▶ **EXERCISE GOAL**
Find the string "into" in the records. Copy every line it appears in.

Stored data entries
───

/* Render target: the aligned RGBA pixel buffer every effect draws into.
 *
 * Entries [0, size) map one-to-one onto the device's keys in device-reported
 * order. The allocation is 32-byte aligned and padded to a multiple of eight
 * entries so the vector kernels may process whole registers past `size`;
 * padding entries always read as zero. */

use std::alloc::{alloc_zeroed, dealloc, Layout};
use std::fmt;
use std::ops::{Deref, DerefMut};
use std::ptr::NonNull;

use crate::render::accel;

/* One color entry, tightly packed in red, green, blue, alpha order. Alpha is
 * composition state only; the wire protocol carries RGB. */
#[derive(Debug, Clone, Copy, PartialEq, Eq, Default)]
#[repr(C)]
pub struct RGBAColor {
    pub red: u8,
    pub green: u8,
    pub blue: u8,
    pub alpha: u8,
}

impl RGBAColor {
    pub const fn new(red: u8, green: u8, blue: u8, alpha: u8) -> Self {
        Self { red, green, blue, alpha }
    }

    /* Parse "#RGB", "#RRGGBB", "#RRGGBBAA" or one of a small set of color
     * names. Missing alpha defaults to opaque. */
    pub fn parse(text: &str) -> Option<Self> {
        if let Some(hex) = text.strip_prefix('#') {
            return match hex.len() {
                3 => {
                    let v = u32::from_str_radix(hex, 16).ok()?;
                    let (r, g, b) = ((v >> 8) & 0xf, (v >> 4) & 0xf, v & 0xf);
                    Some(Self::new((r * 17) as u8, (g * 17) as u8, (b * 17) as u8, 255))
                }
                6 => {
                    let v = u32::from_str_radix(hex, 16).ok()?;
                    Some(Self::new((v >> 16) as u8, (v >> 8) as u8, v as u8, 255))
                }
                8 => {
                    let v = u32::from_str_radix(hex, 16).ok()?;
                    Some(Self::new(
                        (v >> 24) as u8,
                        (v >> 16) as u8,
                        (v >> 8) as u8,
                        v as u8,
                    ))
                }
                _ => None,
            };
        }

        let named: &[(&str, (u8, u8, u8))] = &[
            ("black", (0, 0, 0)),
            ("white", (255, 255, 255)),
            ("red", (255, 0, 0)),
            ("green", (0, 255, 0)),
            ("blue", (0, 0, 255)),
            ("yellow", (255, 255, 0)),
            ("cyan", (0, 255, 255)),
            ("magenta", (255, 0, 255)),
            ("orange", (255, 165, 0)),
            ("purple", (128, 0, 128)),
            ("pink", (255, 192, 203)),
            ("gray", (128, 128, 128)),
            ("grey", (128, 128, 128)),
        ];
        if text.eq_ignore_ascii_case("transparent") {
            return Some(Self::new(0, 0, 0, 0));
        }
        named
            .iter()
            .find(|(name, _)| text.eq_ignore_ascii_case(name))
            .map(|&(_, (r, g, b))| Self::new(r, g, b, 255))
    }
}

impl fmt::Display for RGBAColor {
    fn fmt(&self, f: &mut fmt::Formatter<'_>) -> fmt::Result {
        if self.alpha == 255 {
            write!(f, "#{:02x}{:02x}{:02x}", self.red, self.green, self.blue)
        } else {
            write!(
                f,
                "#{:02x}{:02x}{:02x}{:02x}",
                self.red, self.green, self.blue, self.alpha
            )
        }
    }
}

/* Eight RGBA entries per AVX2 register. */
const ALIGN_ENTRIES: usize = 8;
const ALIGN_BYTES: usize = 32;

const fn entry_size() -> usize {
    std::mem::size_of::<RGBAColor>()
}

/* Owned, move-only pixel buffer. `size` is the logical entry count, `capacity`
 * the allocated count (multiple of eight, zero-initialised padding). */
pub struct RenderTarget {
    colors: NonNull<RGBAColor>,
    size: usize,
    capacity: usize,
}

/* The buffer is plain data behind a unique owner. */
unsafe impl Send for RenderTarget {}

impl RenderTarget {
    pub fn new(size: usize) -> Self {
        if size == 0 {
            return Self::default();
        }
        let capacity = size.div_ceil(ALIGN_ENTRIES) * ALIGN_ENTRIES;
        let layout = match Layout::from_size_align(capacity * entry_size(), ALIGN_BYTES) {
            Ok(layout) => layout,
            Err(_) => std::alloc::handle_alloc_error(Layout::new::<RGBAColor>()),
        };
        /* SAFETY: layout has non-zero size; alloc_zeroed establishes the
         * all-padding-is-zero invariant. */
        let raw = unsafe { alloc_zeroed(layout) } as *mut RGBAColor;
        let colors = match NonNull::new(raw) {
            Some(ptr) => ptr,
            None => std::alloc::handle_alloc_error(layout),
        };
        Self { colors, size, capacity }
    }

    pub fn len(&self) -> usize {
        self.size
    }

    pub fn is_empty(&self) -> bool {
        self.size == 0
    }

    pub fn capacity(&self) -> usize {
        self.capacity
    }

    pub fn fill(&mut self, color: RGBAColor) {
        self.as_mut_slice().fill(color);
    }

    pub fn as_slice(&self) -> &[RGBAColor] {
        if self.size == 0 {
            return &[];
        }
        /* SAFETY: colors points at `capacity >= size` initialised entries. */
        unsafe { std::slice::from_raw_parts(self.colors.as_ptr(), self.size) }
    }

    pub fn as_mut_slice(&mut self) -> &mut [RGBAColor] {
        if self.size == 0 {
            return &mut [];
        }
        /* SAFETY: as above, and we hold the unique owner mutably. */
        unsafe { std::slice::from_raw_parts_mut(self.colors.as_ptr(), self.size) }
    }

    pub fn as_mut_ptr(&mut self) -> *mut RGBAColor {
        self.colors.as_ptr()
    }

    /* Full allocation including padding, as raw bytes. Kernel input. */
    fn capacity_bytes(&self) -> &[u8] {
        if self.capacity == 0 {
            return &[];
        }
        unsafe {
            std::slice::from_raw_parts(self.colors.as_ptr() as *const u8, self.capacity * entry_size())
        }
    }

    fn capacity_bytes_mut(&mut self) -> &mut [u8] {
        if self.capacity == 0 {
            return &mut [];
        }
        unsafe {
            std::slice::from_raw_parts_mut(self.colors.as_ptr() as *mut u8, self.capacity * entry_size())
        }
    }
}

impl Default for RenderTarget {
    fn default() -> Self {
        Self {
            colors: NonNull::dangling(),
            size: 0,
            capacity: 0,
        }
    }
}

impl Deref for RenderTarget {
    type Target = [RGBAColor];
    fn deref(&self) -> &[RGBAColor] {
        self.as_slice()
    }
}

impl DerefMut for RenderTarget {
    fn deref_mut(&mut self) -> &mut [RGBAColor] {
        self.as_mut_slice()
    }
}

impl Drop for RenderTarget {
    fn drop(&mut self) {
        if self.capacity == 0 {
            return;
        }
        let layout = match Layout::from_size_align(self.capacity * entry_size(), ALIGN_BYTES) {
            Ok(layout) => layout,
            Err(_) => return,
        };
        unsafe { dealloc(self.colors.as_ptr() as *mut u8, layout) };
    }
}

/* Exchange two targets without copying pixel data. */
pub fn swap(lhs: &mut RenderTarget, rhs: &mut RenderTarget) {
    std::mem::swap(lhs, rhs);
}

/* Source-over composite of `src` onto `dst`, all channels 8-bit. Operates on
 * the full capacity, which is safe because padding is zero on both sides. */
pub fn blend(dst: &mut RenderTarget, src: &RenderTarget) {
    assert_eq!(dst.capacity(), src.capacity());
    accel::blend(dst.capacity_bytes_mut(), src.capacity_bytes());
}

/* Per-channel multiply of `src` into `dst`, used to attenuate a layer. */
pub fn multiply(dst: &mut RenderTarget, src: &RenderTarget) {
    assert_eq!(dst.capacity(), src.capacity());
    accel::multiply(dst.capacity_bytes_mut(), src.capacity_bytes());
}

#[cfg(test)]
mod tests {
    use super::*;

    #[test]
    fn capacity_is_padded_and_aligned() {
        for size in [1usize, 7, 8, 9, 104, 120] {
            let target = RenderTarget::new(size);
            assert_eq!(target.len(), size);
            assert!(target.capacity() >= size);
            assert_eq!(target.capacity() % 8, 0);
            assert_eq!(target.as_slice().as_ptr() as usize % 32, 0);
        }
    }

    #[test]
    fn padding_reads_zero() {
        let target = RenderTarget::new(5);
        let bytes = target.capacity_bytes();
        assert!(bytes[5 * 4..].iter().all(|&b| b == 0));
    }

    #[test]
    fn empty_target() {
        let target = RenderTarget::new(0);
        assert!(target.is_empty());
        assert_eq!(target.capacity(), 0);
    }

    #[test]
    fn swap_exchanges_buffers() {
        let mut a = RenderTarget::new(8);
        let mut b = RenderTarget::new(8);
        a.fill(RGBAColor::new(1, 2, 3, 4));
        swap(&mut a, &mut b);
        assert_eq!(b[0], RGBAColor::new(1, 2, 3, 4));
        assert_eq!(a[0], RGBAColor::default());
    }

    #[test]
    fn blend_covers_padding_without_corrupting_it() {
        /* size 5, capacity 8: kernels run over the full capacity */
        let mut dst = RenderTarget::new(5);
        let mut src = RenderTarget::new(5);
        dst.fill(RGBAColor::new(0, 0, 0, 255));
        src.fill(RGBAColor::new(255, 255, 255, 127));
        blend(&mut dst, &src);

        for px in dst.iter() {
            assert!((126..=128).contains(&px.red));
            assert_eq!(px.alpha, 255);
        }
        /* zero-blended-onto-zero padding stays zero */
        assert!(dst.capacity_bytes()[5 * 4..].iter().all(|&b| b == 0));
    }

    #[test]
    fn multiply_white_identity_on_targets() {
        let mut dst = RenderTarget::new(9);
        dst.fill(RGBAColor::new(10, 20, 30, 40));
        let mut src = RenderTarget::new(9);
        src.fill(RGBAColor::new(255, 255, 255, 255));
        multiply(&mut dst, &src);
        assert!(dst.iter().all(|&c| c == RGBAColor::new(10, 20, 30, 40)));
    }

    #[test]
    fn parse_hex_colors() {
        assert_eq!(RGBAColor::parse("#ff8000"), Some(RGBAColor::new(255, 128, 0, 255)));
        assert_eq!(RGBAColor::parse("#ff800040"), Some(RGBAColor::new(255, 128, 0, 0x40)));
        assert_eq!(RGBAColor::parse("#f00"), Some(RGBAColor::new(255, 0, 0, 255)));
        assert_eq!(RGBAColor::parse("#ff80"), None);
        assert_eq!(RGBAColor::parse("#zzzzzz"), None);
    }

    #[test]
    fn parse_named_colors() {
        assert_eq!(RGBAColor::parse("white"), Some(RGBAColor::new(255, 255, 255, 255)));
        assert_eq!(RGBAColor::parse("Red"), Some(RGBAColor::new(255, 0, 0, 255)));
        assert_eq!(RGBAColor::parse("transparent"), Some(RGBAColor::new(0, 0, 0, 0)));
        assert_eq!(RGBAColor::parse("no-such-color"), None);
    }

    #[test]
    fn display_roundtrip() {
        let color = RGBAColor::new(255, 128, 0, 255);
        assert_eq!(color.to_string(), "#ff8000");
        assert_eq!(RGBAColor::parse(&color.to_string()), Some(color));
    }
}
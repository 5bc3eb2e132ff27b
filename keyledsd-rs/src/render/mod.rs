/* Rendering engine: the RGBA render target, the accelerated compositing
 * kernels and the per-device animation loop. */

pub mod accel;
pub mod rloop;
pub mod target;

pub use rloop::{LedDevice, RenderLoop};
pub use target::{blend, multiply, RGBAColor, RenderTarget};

───

▶ **EXERCISE ANSWER**
/* Render target: the aligned RGBA pixel buffer every effect draws into.
/* Per-channel multiply of `src` into `dst`, used to attenuate a layer. */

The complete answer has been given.